Nobody thinks Jim Carrey is as funny as Jim Carrey thinks Jim Carrey is.

When Lucille Ball was on the air I was lukewarm to her.  As I grew I came to appreciate her genius in retrospect.  And genius is definitely the right word.

​


----------



## westwall (May 20, 2015)

TheOldSchool said:


> Lucille Ball is arguably the greatest comedic actor that ever lived.







Meh, Betty White, or Carol Burnett get my vote.


----------



## TheGreatGatsby (May 20, 2015)

rightwinger said:


> I think the comedy in "I Love Lucy" didn't age well
> 
> A monster hit in its day, it just isn't that funny anymore



I think for the advance pallet, it didn't age well. Nor has it aged well in terms of appealing to the younger generations. I think that there are still fans that grew up with it in heavy syndication on few channels that have an emotional connection, and they are fiercely loyal. Give it 25 years and the show will be 'Leave It To Beaver.'

Although, the show will probably always do well in merchandising. They have successfully sold themselves as a 50's brand.


----------



## TheOldSchool (May 20, 2015)

TheGreatGatsby said:


> TheOldSchool said:
> 
> 
> > Lucy belongs on the Mount Rushmore of comedy.
> ...


Dude over 60 years later and she still has legions of fans and a rerun of hers beat out the finale of one of the most popular modern TV shows.  She pioneered comedy and television in many ways.  She belongs on that mountain.

And you really can't think of anyone funnier than Jim Carrey?  Bill Murray, Robin Williams, John Goodman, Chris Rock, Chevy Chase, Adam Sandler, Chris Farley, Will Smith, Leslie Nielsen, Jerry Seinfeld.  There's 10 and if I had more time I could think of plenty more.


----------



## TheGreatGatsby (May 20, 2015)

Pogo said:


> TheOldSchool said:
> 
> 
> > TheGreatGatsby said:
> ...



LB is formula humor; not genius.

Nobody can live up to what Jim Carrey can do or has done. Perhaps, his humor was a bit juvenile and even he got a bit tired of it. But the dude brought a larger than life presence to the screen. I actually appreciate much of his more subtle roles, the ones where he challenges himself.

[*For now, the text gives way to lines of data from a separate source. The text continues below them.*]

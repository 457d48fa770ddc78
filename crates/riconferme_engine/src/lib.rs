//! Riconferme engine: action API requests and per-wiki sessions.
mod client;
mod cookies;
mod edit;
mod error;
mod group;
mod query;
mod request;
mod transport;

pub use client::{Credentials, Wiki};
pub use cookies::{set_cookies, CookieJar, CookieStore};
pub use edit::{EditContent, EditParams};
pub use error::{ApiError, TransportError, TransportErrorKind};
pub use group::WikiGroup;
pub use query::QueryResults;
pub use request::{
    check_response, first_page, pages_of, params, Params, RequestEngine, MAXLAG_SECONDS,
};
pub use transport::{
    HttpRequest, HttpResponse, Method, ReqwestTransport, Transport, TransportSettings,
};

But come on, who else was going to pull of Ace Ventura or The Mask?


----------



## vhclark (May 20, 2015)

TheOldSchool said:


> Lucille Ball is arguably the greatest comedic actor that ever lived.



Lucy was the Queen of Comedy, no other woman has ever come close.

If there were to be a Mount Rushmore of comedy, I see Bob Hope, Lucy, red Skelton, and Robin Williams as the 4 on it.


----------



## Pogo (May 20, 2015)

TheGreatGatsby said:


> Pogo said:
> 
> 
> > TheOldSchool said:
> ...



That's just Jerry Lewis, overplayed.  Yawn.

I actually thought he was far better as a serious actor in _Eternal Sunshine of the Spotless Mind_.


----------



## TheGreatGatsby (May 20, 2015)

TheOldSchool said:


> TheGreatGatsby said:
> 
> 
> > TheOldSchool said:
> ...



Bill Murray - No; not close. Though, he's great at delivering under current comedy.
Robin Williams - Worthy of a mention, but no.
John Goodman - 
Chris Rock - Not even close. If he were close, he wouldn't have had to have fallen back on his poor black guy schtick.
Chevy Chase - Had a great prime, but no.
Adam Sandler - This would probably be like making the case that Dominique Wilkens was better than Michael Jordan.
Chris Farley - Probably worthy of a mention, but no.
Will Smith - The only reason I don't totally dismiss this is cos of his work on 'Fresh Prince...'; but no.
Leslie Nielsen - He came on too late. Naked Guns were great, but come on now.
Jerry Seinfeld - I think his show was great, but he would tell you that he's not a great actor to begin with.


----------



## Pogo (May 20, 2015)

vhclark said:


> TheOldSchool said:
> 
> 
> > Lucille Ball is arguably the greatest comedic actor that ever lived.
> ...



Hmm -- I can agree with Williams but that's it.  I'd put Andy Kaufmann up there. And maybe Ernie Kovacs.


----------



## TheOldSchool (May 20, 2015)

TheGreatGatsby said:


> TheOldSchool said:
> 
> 
> > TheGreatGatsby said:
> ...


You place Jim Carrey above Bill Murray?!  Really?!  Well this conversation isn't going anywhere.


----------



## TheGreatGatsby (May 20, 2015)

vhclark said:


> TheOldSchool said:
> 
> 
> > Lucille Ball is arguably the greatest comedic actor that ever lived.
> ...



Why? Cos she can do her outlandish crocodile tears on demand or because she was in one same ole' zany adventure one week after the next? She never did anything 'funny' after her show either.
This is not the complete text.